== WORKING DATA ==

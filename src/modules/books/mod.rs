pub mod booklist;
pub mod catalog;
pub mod filter;
pub mod models;
pub mod pagination;
pub mod preview;
pub mod routes;

use async_trait::async_trait;
use axum::Router;
use bookshelf_kernel::{InitCtx, Module};

use crate::session::SharedSession;

/// Catalog browsing: search, pagination and book details
pub struct BooksModule {
    session: SharedSession,
}

impl BooksModule {
    pub fn new(session: SharedSession) -> Self {
        Self { session }
    }
}

#[async_trait]
impl Module for BooksModule {
    fn name(&self) -> &'static str {
        "books"
    }

    async fn init(&self, ctx: &InitCtx<'_>) -> anyhow::Result<()> {
        let session = self.session.lock().await;
        tracing::info!(
            module = self.name(),
            environment = ?ctx.settings.environment,
            books = session.catalog().len(),
            page_size = session.booklist.page_size(),
            "books module initialized"
        );
        Ok(())
    }

    fn routes(&self) -> Router {
        routes::router(self.session.clone())
    }

    fn openapi(&self) -> Option<serde_json::Value> {
        Some(serde_json::json!({
            "paths": {
                "/": {
                    "get": {
                        "summary": "Books listed so far",
                        "tags": ["Books"],
                        "responses": {
                            "200": {
                                "description": "Current list state",
                                "content": {
                                    "application/json": {
                                        "schema": { "$ref": "#/components/schemas/ListView" }
                                    }
                                }
                            }
                        }
                    }
                },
                "/search": {
                    "post": {
                        "summary": "Filter the catalog and list the first page",
                        "tags": ["Books"],
                        "requestBody": {
                            "content": {
                                "application/x-www-form-urlencoded": {
                                    "schema": { "$ref": "#/components/schemas/SearchForm" }
                                }
                            }
                        },
                        "responses": {
                            "200": {
                                "description": "First page of matches",
                                "content": {
                                    "application/json": {
                                        "schema": { "$ref": "#/components/schemas/SearchResponse" }
                                    }
                                }
                            }
                        }
                    }
                },
                "/show-more": {
                    "post": {
                        "summary": "Reveal the next page of matches",
                        "tags": ["Books"],
                        "responses": {
                            "200": {
                                "description": "Books to append; empty when nothing remains",
                                "content": {
                                    "application/json": {
                                        "schema": { "$ref": "#/components/schemas/PageResponse" }
                                    }
                                }
                            }
                        }
                    }
                },
                "/authors": {
                    "get": {
                        "summary": "Author filter options",
                        "tags": ["Books"],
                        "responses": {
                            "200": {
                                "description": "Options, starting with `any`",
                                "content": {
                                    "application/json": {
                                        "schema": {
                                            "type": "array",
                                            "items": { "$ref": "#/components/schemas/DropdownOption" }
                                        }
                                    }
                                }
                            }
                        }
                    }
                },
                "/genres": {
                    "get": {
                        "summary": "Genre filter options",
                        "tags": ["Books"],
                        "responses": {
                            "200": {
                                "description": "Options, starting with `any`",
                                "content": {
                                    "application/json": {
                                        "schema": {
                                            "type": "array",
                                            "items": { "$ref": "#/components/schemas/DropdownOption" }
                                        }
                                    }
                                }
                            }
                        }
                    }
                },
                "/{id}": {
                    "get": {
                        "summary": "A book's details",
                        "tags": ["Books"],
                        "parameters": [
                            { "name": "id", "in": "path", "required": true, "schema": { "type": "string" } }
                        ],
                        "responses": {
                            "200": {
                                "description": "Book detail",
                                "content": {
                                    "application/json": {
                                        "schema": { "$ref": "#/components/schemas/BookDetail" }
                                    }
                                }
                            },
                            "404": {
                                "description": "Unknown book",
                                "content": {
                                    "application/json": {
                                        "schema": { "$ref": "#/components/schemas/ErrorResponse" }
                                    }
                                }
                            }
                        }
                    }
                },
                "/{id}/open": {
                    "post": {
                        "summary": "Open a book's detail overlay",
                        "tags": ["Books"],
                        "parameters": [
                            { "name": "id", "in": "path", "required": true, "schema": { "type": "string" } }
                        ],
                        "responses": {
                            "200": {
                                "description": "Book detail",
                                "content": {
                                    "application/json": {
                                        "schema": { "$ref": "#/components/schemas/BookDetail" }
                                    }
                                }
                            },
                            "404": {
                                "description": "Unknown book",
                                "content": {
                                    "application/json": {
                                        "schema": { "$ref": "#/components/schemas/ErrorResponse" }
                                    }
                                }
                            }
                        }
                    }
                },
                "/health": {
                    "get": {
                        "summary": "Books health check",
                        "tags": ["Books"],
                        "responses": {
                            "200": {
                                "description": "OK",
                                "content": {
                                    "text/plain": { "schema": { "type": "string" } }
                                }
                            }
                        }
                    }
                }
            },
            "components": {
                "schemas": {
                    "PreviewCard": {
                        "type": "object",
                        "properties": {
                            "id": { "type": "string" },
                            "image": { "type": "string", "format": "uri" },
                            "title": { "type": "string" },
                            "author": { "type": "string", "description": "Author display name" }
                        },
                        "required": ["id", "image", "title", "author"]
                    },
                    "ShowMoreButton": {
                        "type": "object",
                        "properties": {
                            "label": { "type": "string" },
                            "remaining": { "type": "integer", "minimum": 0 },
                            "disabled": { "type": "boolean" }
                        },
                        "required": ["label", "remaining", "disabled"]
                    },
                    "SearchForm": {
                        "type": "object",
                        "properties": {
                            "title": { "type": "string" },
                            "author": { "type": "string", "default": "any" },
                            "genre": { "type": "string", "default": "any" }
                        }
                    },
                    "ListView": {
                        "type": "object",
                        "properties": {
                            "items": { "type": "array", "items": { "$ref": "#/components/schemas/PreviewCard" } },
                            "total": { "type": "integer" },
                            "page_index": { "type": "integer" },
                            "empty": { "type": "boolean" },
                            "show_more": { "$ref": "#/components/schemas/ShowMoreButton" },
                            "criteria": { "$ref": "#/components/schemas/SearchForm" }
                        },
                        "required": ["items", "total", "page_index", "empty", "show_more", "criteria"]
                    },
                    "SearchResponse": {
                        "type": "object",
                        "properties": {
                            "items": { "type": "array", "items": { "$ref": "#/components/schemas/PreviewCard" } },
                            "total": { "type": "integer" },
                            "empty": { "type": "boolean" },
                            "show_more": { "$ref": "#/components/schemas/ShowMoreButton" },
                            "effects": { "type": "array", "items": { "type": "string", "enum": ["scroll_to_top"] } }
                        },
                        "required": ["items", "total", "empty", "show_more", "effects"]
                    },
                    "PageResponse": {
                        "type": "object",
                        "properties": {
                            "items": { "type": "array", "items": { "$ref": "#/components/schemas/PreviewCard" } },
                            "page_index": { "type": "integer" },
                            "show_more": { "$ref": "#/components/schemas/ShowMoreButton" }
                        },
                        "required": ["items", "page_index", "show_more"]
                    },
                    "DropdownOption": {
                        "type": "object",
                        "properties": {
                            "value": { "type": "string" },
                            "label": { "type": "string" }
                        },
                        "required": ["value", "label"]
                    },
                    "BookDetail": {
                        "type": "object",
                        "properties": {
                            "id": { "type": "string" },
                            "image": { "type": "string", "format": "uri" },
                            "blur_image": { "type": "string", "format": "uri" },
                            "title": { "type": "string" },
                            "subtitle": { "type": "string", "description": "Author and publication year" },
                            "description": { "type": "string" }
                        },
                        "required": ["id", "image", "blur_image", "title", "subtitle", "description"]
                    }
                }
            }
        }))
    }

    async fn stop(&self) -> anyhow::Result<()> {
        tracing::info!(module = self.name(), "books module stopped");
        Ok(())
    }
}

/// Create a new instance of the books module
pub fn create_module(session: SharedSession) -> std::sync::Arc<dyn Module> {
    std::sync::Arc::new(BooksModule::new(session))
}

===

Examine the records above and state the number of lines that include "label", with no further text.

- [RESPONSE BOX]
4